◆ **What to do**
Copy out the lines of the records below, and only those lines, from the one with "before hex encoding." through the one with "is listening on.", exactly as they appear.

-*-*-

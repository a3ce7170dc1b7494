use crate::*;

/// A listens, B dials A, B's operator sends "hello".
#[tokio::test]
async fn test_explicit_peer_end_to_end() -> Result<()> {
    let a = start_node().await?;
    let b = start_node().await?;
    let mut a_feed = a.subscribe();

    b.dial(a.self_addr()).context("B should start a link to A")?;
    wait_linked(&b, &a).await?;

    b.originate("hello");
    let got = next_delivery(&mut a_feed).await?;
    assert_eq!(got.body, "hello");
    assert_eq!(got.addr, b.self_addr());
    assert_eq!(got.display_name(), b.self_addr());

    // A dialed back once; later messages from B don't start another link.
    wait_linked(&a, &b).await?;
    b.originate("again");
    assert_eq!(next_delivery(&mut a_feed).await?.body, "again");
    assert!(a.dial(b.self_addr()).is_none());
    assert_eq!(a.registry().addresses(), vec![b.self_addr().to_string()]);
    Ok(())
}

/// Once the reciprocal link is up, traffic flows both ways.
#[tokio::test]
async fn test_reciprocal_link_carries_replies() -> Result<()> {
    let a = start_node().await?;
    let b = start_node().await?;
    let mut a_feed = a.subscribe();
    let mut b_feed = b.subscribe();

    b.dial(a.self_addr());
    wait_linked(&b, &a).await?;
    b.originate("ping");
    next_delivery(&mut a_feed).await?;
    wait_linked(&a, &b).await?;

    let reply = a.originate("pong");
    let got = next_delivery(&mut b_feed).await?;
    assert_eq!(got.id, reply.id);
    assert_eq!(got.body, "pong");

    // B never delivers its own message back to itself.
    assert_quiet(&mut b_feed).await?;
    Ok(())
}

/// A nickname travels with the message and is what gets displayed.
#[tokio::test]
async fn test_nickname_is_carried() -> Result<()> {
    let a = start_node().await?;
    let mut config = loopback_config();
    config.node.nick = "gopher".to_string();
    let b = start_node_with(&config).await?;
    let mut a_feed = a.subscribe();

    b.dial(a.self_addr());
    wait_linked(&b, &a).await?;
    b.originate("hi");

    let got = next_delivery(&mut a_feed).await?;
    assert_eq!(got.nick, "gopher");
    assert_eq!(got.display_name(), "gopher");
    Ok(())
}

/// A dead peer's link closes and frees its registry slot.
#[tokio::test]
async fn test_unreachable_peer_is_removed() -> Result<()> {
    let a = start_node().await?;
    let dead = {
        let l = tokio::net::TcpListener::bind("127.0.0.1:0").await?;
        l.local_addr()?.to_string()
    };

    let link = a.dial(&dead).context("first dial should start a link")?;
    link.await?;
    assert!(!a.registry().contains(&dead));
    assert!(a.registry().is_empty());
    Ok(())
}

/// Dialing our own address never opens a link.
#[tokio::test]
async fn test_self_dial_is_refused() -> Result<()> {
    let a = start_node().await?;
    assert!(a.dial(a.self_addr()).is_none());
    assert!(a.registry().is_empty());
    Ok(())
}
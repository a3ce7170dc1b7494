//! The unit of propagation.
//!
//! A message is built once by the node that originates it and then only
//! ever cloned as it floods through the mesh.

use std::time::{SystemTime, UNIX_EPOCH};

use serde::{Deserialize, Serialize};

/// Length in bytes of a freshly generated message id, before hex encoding.
pub const ID_LEN: usize = 16;

/// A message flooding through the mesh.
///
/// Field names on the wire are capitalised so this node can join an
/// existing whisper network. Those nodes write the nickname under the key
/// `omitempty`, which is accepted on read. Key matching is case-sensitive.
#[derive(Debug, Clone, PartialEq, Eq, Serialize, Deserialize)]
pub struct Message {
    /// Random token used only to suppress re-broadcast. Not an ordering key.
    #[serde(rename = "ID")]
    pub id: String,

    /// host:port the originating node is listening on.
    #[serde(rename = "Addr")]
    pub addr: String,

    #[serde(rename = "Body", default)]
    pub body: String,

    /// Optional display label. Empty falls back to `addr`.
    #[serde(
        rename = "Nick",
        alias = "omitempty",
        default,
        skip_serializing_if = "String::is_empty"
    )]
    pub nick: String,

    /// Unix seconds at origination, 0 when the sender didn't stamp one.
    #[serde(rename = "Timestamp", default, skip_serializing_if = "is_zero")]
    pub timestamp: u64,
}

fn is_zero(v: &u64) -> bool {
    *v == 0
}

impl Message {
    /// Build a new message originated by the node listening on `addr`.
    pub fn originate(addr: impl Into<String>, body: impl Into<String>, nick: impl Into<String>) -> Self {
        Self {
            id: random_id(),
            addr: addr.into(),
            body: body.into(),
            nick: nick.into(),
            timestamp: unix_now(),
        }
    }

    /// Label to show next to the body: the nickname, or the origin address.
    pub fn display_name(&self) -> &str {
        if self.nick.is_empty() {
            &self.addr
        } else {
            &self.nick
        }
    }
}

/// Generate a fresh hex-encoded random message id.
pub fn random_id() -> String {
    hex::encode(rand::random::<[u8; ID_LEN]>())
}

fn unix_now() -> u64 {
    SystemTime::now()
        .duration_since(UNIX_EPOCH)
        .map(|d| d.as_secs())
        .unwrap_or(0)
}
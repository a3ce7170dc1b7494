//! whisperd: Whisper gossip daemon.

use std::path::PathBuf;
use std::sync::Arc;
use std::time::Duration;

use anyhow::{Context, Result};
use clap::Parser;
use tracing_subscriber::EnvFilter;

use whisper_core::config::WhisperConfig;
use whisperd::{discovery, input, Node};

/// Flood-broadcast chat node. Lines typed on stdin are sent to the mesh.
#[derive(Parser, Debug)]
#[command(name = "whisperd", version, about)]
struct Args {
    /// Peer host:port to dial at startup.
    #[arg(long)]
    peer: Option<String>,

    /// TCP port to listen on for peer links.
    #[arg(long)]
    port: Option<u16>,

    /// Nickname shown next to messages we send.
    #[arg(long)]
    nick: Option<String>,

    /// Host to listen on and advertise. Auto-detected when unset.
    #[arg(long)]
    host: Option<String>,

    /// Serve GET /peers and the compose page on this port.
    #[arg(long)]
    api_port: Option<u16>,

    /// Neither send a discovery beacon nor listen for one.
    #[arg(long)]
    no_discovery: bool,

    /// Config file. Defaults to $WHISPER_CONFIG or ~/.config/whisper/config.toml.
    #[arg(long)]
    config: Option<PathBuf>,

    /// Bridge messages to and from this Redis server.
    #[cfg(feature = "redis-bridge")]
    #[arg(long)]
    redis_url: Option<String>,
}

impl Args {
    /// Flags win over the config file and environment.
    fn apply(&self, config: &mut WhisperConfig) {
        if let Some(peer) = &self.peer {
            config.network.peer = peer.clone();
        }
        if let Some(port) = self.port {
            config.network.port = port;
        }
        if let Some(nick) = &self.nick {
            config.node.nick = nick.clone();
        }
        if let Some(host) = &self.host {
            config.network.host = host.clone();
        }
        if let Some(port) = self.api_port {
            config.api.port = port;
        }
        if self.no_discovery {
            config.discovery.enabled = false;
        }
        #[cfg(feature = "redis-bridge")]
        {
            if let Some(url) = &self.redis_url {
                config.bridge.redis_url = url.clone();
            }
        }
    }
}

#[tokio::main]
async fn main() -> Result<()> {
    tracing_subscriber::fmt()
        .with_env_filter(
            EnvFilter::try_from_default_env().unwrap_or_else(|_| EnvFilter::new("info")),
        )
        .with_writer(std::io::stderr)
        .init();

    let args = Args::parse();

    let mut config = match &args.config {
        Some(path) => WhisperConfig::load_from(path),
        None => WhisperConfig::load(),
    }
    .context("failed to load config")?;
    args.apply(&mut config);

    let (node, listener) = Node::bind(&config).await.context("startup failed")?;
    if config.node.nick.is_empty() {
        tracing::info!(addr = %node.self_addr(), "listening");
    } else {
        tracing::info!(addr = %node.self_addr(), nick = %config.node.nick, "listening");
    }

    if config.node.seen_ttl_secs > 0 {
        let ttl = Duration::from_secs(config.node.seen_ttl_secs);
        tracing::info!(ttl_secs = config.node.seen_ttl_secs, "seen message ids will expire");
        tokio::spawn(node.seen().clone().expiry_loop(ttl));
    }

    // ── Link formation ───────────────────────────────────────────────────────

    discovery::start(&node, &config.discovery).await;

    if config.network.peer.is_empty() {
        tracing::info!("no peer specified, waiting to receive discovery packets");
    } else {
        node.dial(&config.network.peer);
    }

    // ── Origination paths ────────────────────────────────────────────────────

    {
        let node = node.clone();
        tokio::spawn(async move {
            match input::read_input(node, tokio::io::stdin()).await {
                Ok(sent) => tracing::info!(sent, "stdin closed"),
                Err(e) => tracing::error!(error = %e, "failed to read stdin"),
            }
        });
    }

    if config.api.port != 0 {
        let state = whisper_api::ApiState {
            registry: node.registry().clone(),
            originator: Arc::new(node.clone()),
        };
        let port = config.api.port;
        tokio::spawn(async move {
            if let Err(e) = whisper_api::serve(state, port).await {
                tracing::error!(error = %e, "API server failed");
            }
        });
    }

    #[cfg(feature = "redis-bridge")]
    {
        if !config.bridge.redis_url.is_empty() {
            let node = node.clone();
            let bridge = config.bridge.clone();
            tokio::spawn(async move {
                if let Err(e) = whisperd::bridge::run(node, bridge).await {
                    tracing::error!(error = %e, "redis bridge failed");
                }
            });
        }
    }

    // ── Accept loop ──────────────────────────────────────────────────────────

    let accept_task = tokio::spawn(node.serve(listener));

    tokio::select! {
        _ = tokio::signal::ctrl_c() => tracing::info!("shutdown signal received"),
        r = accept_task => {
            r.context("accept loop panicked")?
                .context("accept loop failed")?;
        }
    }

    Ok(())
}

-*-*-

◆ **Result for this exercise**
/// Length in bytes of a freshly generated message id, before hex encoding.
pub const ID_LEN: usize = 16;

/// A message flooding through the mesh.
///
/// Field names on the wire are capitalised so this node can join an
/// existing whisper network. Those nodes write the nickname under the key
/// `omitempty`, which is accepted on read. Key matching is case-sensitive.
#[derive(Debug, Clone, PartialEq, Eq, Serialize, Deserialize)]
pub struct Message {
    /// Random token used only to suppress re-broadcast. Not an ordering key.
    #[serde(rename = "ID")]
    pub id: String,

    /// host:port the originating node is listening on.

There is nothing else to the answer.